Os balanços do fim de ano preocupam-se geralmente com as grandes questões e estão demasiado centrados em perspectivas partidárias ou ideológicas. No entanto, estes factos demasiado brilhantes no céu dos comentários podem ofuscar realidades aparentemente insignificantes mas talvez com uma maior influência capilar no evoluir da sociedade.
Olhando para a nossa actual maneira de ser, diria que nos falta uma cultura do “fazer bem”. O que fazemos, faz-se muitas vezes como calha, atabalhoadamente, sem preocupação por fazer bem feito. Um simples exemplo: já precisei de chamar um técnico para um pequeno trabalho que implicava furar uma parede ou colocar um cabo eléctrico. E verifiquei o seguinte: uns faziam o trabalho, recebiam e iam-se embora; outros, poucos e sobretudo se já caminhavam para a terceira idade, antes de receber, pediam uma vassoura e limpavam o chão. Não se trata de tempo, pois este último exercício demorava meio minuto, um minuto. Trata-se de uma cultura diferente e que se vai perdendo: fazer bem feito o que se faz. Age quod agis , “o que fizeres fá-lo bem feito”já diziam os Romanos.
Claro que esta cultura do “fazer bem feito” implica disciplina interior, capacidade de resistir à tentação de considerar um trabalho apenas no seu aspecto imediato (fazer o furo na parede e passar o fio), ignorando as suas consequências (limpar o lixo que o furo produziu).
Esta exigência interior é primeiro que tudo uma exigência comigo próprio. Sem ela não é possível construir uma sociedade mais humana, pois a sociedade é antes de mais o resultado do esforço pessoal e comprometido de todos os cidadãos.
E só tendo este estado de espírito poderei ser exigente com os outros. Ora o que verificamos é que muitas das nossas chefias não têm para consigo próprias esta exigência, pelo que não podem passá-la para os seus serviços e muito menos motivar nesse sentido os seus funcionários. Talvez por isso, deixou de haver brio em ter um serviço com qualidade, isto é, capaz de “fazer bem” aquilo que lhe compete. No entanto, um serviço competente é mais eficiente, mais acolhedor, mais capaz de responder às necessidades do bem comum. É mais produtivo e com menores custos porque reduz erros e repetições desnecessárias, onera menos cada um dos funcionários e cria um bom ambiente porque todos fazem bem o que lhes compete, serve melhor os cidadãos porque dá uma resposta mais rápida e eficaz. Por tudo isto é fácil concluir que esta atitude é uma condição indispensável para a aplicação da justiça social. É, pois, não só um exercício de cidadania mas de justiça e de respeito pelos direitos do outro.

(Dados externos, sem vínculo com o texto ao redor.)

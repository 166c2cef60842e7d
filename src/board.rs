// SPDX-License-Identifier: MPL-2.0

use anyhow::{bail, Result};
use chrono::{DateTime, Utc};

use crate::model::{Subtask, SubtaskId, Task, TaskId, UserId};
use crate::reconcile::{allows_direct_completion, derived_completion, Reconciler};
use crate::store::{Store, TaskFilter};

/// A task together with all of its subtasks.
#[derive(Debug, Clone, PartialEq)]
pub struct TaskCard {
    pub task: Task,
    pub subtasks: Vec<Subtask>,
}

#[derive(Debug, Clone, PartialEq, Default)]
pub struct BoardView {
    pub active: Vec<TaskCard>,
    /// most recently completed first
    pub inactive: Vec<TaskCard>,
}

/// Task and subtask management for one user.
pub struct Board<'a, S: Store> {
    store: &'a mut S,
    owner: UserId,
}

impl<'a, S: Store> Board<'a, S> {
    pub fn new(store: &'a mut S, owner: UserId) -> Self {
        Self { store, owner }
    }

    pub fn load(&mut self) -> Result<BoardView> {
        let tasks = self.store.tasks(self.owner, TaskFilter::All)?;
        let ids: Vec<TaskId> = tasks.iter().map(|task| task.id).collect();
        let mut subtasks = self.store.subtasks(self.owner, &ids)?;

        let mut view = BoardView::default();
        for task in tasks {
            let (mine, rest): (Vec<Subtask>, Vec<Subtask>) = subtasks
                .into_iter()
                .partition(|sub| sub.task_id == task.id);
            subtasks = rest;
            let card = TaskCard {
                task,
                subtasks: mine,
            };
            if card.task.is_active() {
                view.active.push(card);
            } else {
                view.inactive.push(card);
            }
        }
        view.inactive
            .sort_by(|a, b| b.task.completed_at.cmp(&a.task.completed_at));
        Ok(view)
    }

    pub fn add_task(&mut self, title: &str, now: DateTime<Utc>) -> Result<Task> {
        let title = non_empty_title(title)?;
        let task = self.store.insert_task(self.owner, title, now)?;
        log::info!("Added task {title}");
        Ok(task)
    }

    pub fn add_subtask(
        &mut self,
        task_id: TaskId,
        title: &str,
        now: DateTime<Utc>,
    ) -> Result<Subtask> {
        let title = non_empty_title(title)?;
        let task = self.task(task_id)?;
        if !task.is_active() {
            bail!(
                "Task {} is already complete, reopen it before adding subtasks",
                task.title
            );
        }
        let subtask = self.store.insert_subtask(self.owner, task_id, title, now)?;
        // a new open subtask may change whether the parent counts as complete
        sync_task_completion(&mut *self.store, self.owner, task_id)?;
        log::info!("Added subtask {title} to {}", task.title);
        Ok(subtask)
    }

    pub fn rename_subtask(&mut self, subtask_id: SubtaskId, title: &str) -> Result<Subtask> {
        let title = non_empty_title(title)?;
        self.store.rename_subtask(self.owner, subtask_id, title)
    }

    /// Flips a subtask between complete and open, then re-derives its parent.
    pub fn toggle_subtask_done(
        &mut self,
        subtask_id: SubtaskId,
        now: DateTime<Utc>,
    ) -> Result<Subtask> {
        let Some(mut subtask) = self
            .store
            .subtasks_by_id(self.owner, &[subtask_id])?
            .into_iter()
            .next()
        else {
            bail!("No subtask found with id {subtask_id:?}");
        };

        let next = match subtask.completed_at {
            Some(_) => None,
            None => Some(now),
        };
        self.store
            .set_subtask_completion(self.owner, &[subtask_id], next)?;
        sync_task_completion(&mut *self.store, self.owner, subtask.task_id)?;
        subtask.completed_at = next;
        Ok(subtask)
    }

    /// Flips a task without subtasks between complete and open.  Tasks that
    /// have subtasks are left alone and `false` is returned.
    pub fn toggle_task_done(&mut self, task_id: TaskId, now: DateTime<Utc>) -> Result<bool> {
        let task = self.task(task_id)?;
        let subtasks = self.store.subtasks(self.owner, &[task_id])?;
        if !allows_direct_completion(subtasks.len()) {
            log::debug!(
                "Ignoring direct completion of {}, it has {} subtask(s)",
                task.title,
                subtasks.len()
            );
            return Ok(false);
        }

        let next = match task.completed_at {
            Some(_) => None,
            None => Some(now),
        };
        self.store.set_task_completion(self.owner, &[task_id], next)?;
        Ok(true)
    }

    /// Clears the completion of a task and of every one of its subtasks.
    pub fn reopen(&mut self, task_id: TaskId) -> Result<()> {
        let task = self.task(task_id)?;
        let subtask_ids = self
            .store
            .subtasks(self.owner, &[task_id])?
            .into_iter()
            .map(|sub| sub.id);
        let plan = Reconciler::reopen(task_id, subtask_ids);

        if !plan.subtask_ids.is_empty() {
            self.store
                .set_subtask_completion(self.owner, &plan.subtask_ids, None)?;
        }
        self.store
            .set_task_completion(self.owner, &[plan.task_id], None)?;
        log::info!("Reopened task {}", task.title);
        Ok(())
    }

    fn task(&mut self, task_id: TaskId) -> Result<Task> {
        match self.store.tasks_by_id(self.owner, &[task_id])?.into_iter().next() {
            Some(task) => Ok(task),
            None => bail!("No task found with id {task_id:?}"),
        }
    }
}

/// Brings a task's completion in line with its subtasks.  Has to run after
/// every change to a subtask's completion, for that subtask's parent.
///
/// Tasks without subtasks are completed directly and are not touched.
pub fn sync_task_completion<S: Store + ?Sized>(
    store: &mut S,
    owner: UserId,
    task_id: TaskId,
) -> Result<()> {
    let subtasks = store.subtasks(owner, &[task_id])?;
    if subtasks.is_empty() {
        return Ok(());
    }
    let Some(task) = store.tasks_by_id(owner, &[task_id])?.into_iter().next() else {
        bail!("No task found with id {task_id:?}");
    };

    let derived = derived_completion(&subtasks);
    if task.completed_at.is_some() != derived.is_some() {
        log::debug!("Task {} completion derived as {derived:?}", task.title);
        store.set_task_completion(owner, &[task_id], derived)?;
    }
    Ok(())
}

fn non_empty_title(title: &str) -> Result<&str> {
    let title = title.trim();
    if title.is_empty() {
        bail!("Titles cannot be empty");
    }
    Ok(title)
}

Portanto, esta exigência aplica-se a todos os cidadãos, incluindo naturalmente deputados e ministros. Embora uma das funções dos governos seja criar as condições para que todos “façam bem”, quantas leis e quantas medidas parecem ou são atabalhoadas, retirando credibilidade a quem as fez, facilitando o seu incumprimento e pondo em causa a construção do bem comum. Veja-se a recente lei do tabaco e as movimentações oportunistas para fugir a ela. A própria aplicação da lei é por vezes atabalhoada e discriminatória: crianças são tiradas aos pais afectivos e entregues aos parentes biológicos sem ter em conta a sua fragilidade e saúde psicológicas; uma figura pública prevaricadora tem, por norma, um tratamento diferente da do cidadão comum. A primeira vítima é manifestamente o cidadão discriminado. Mas também a justiça social sai gravemente lesada.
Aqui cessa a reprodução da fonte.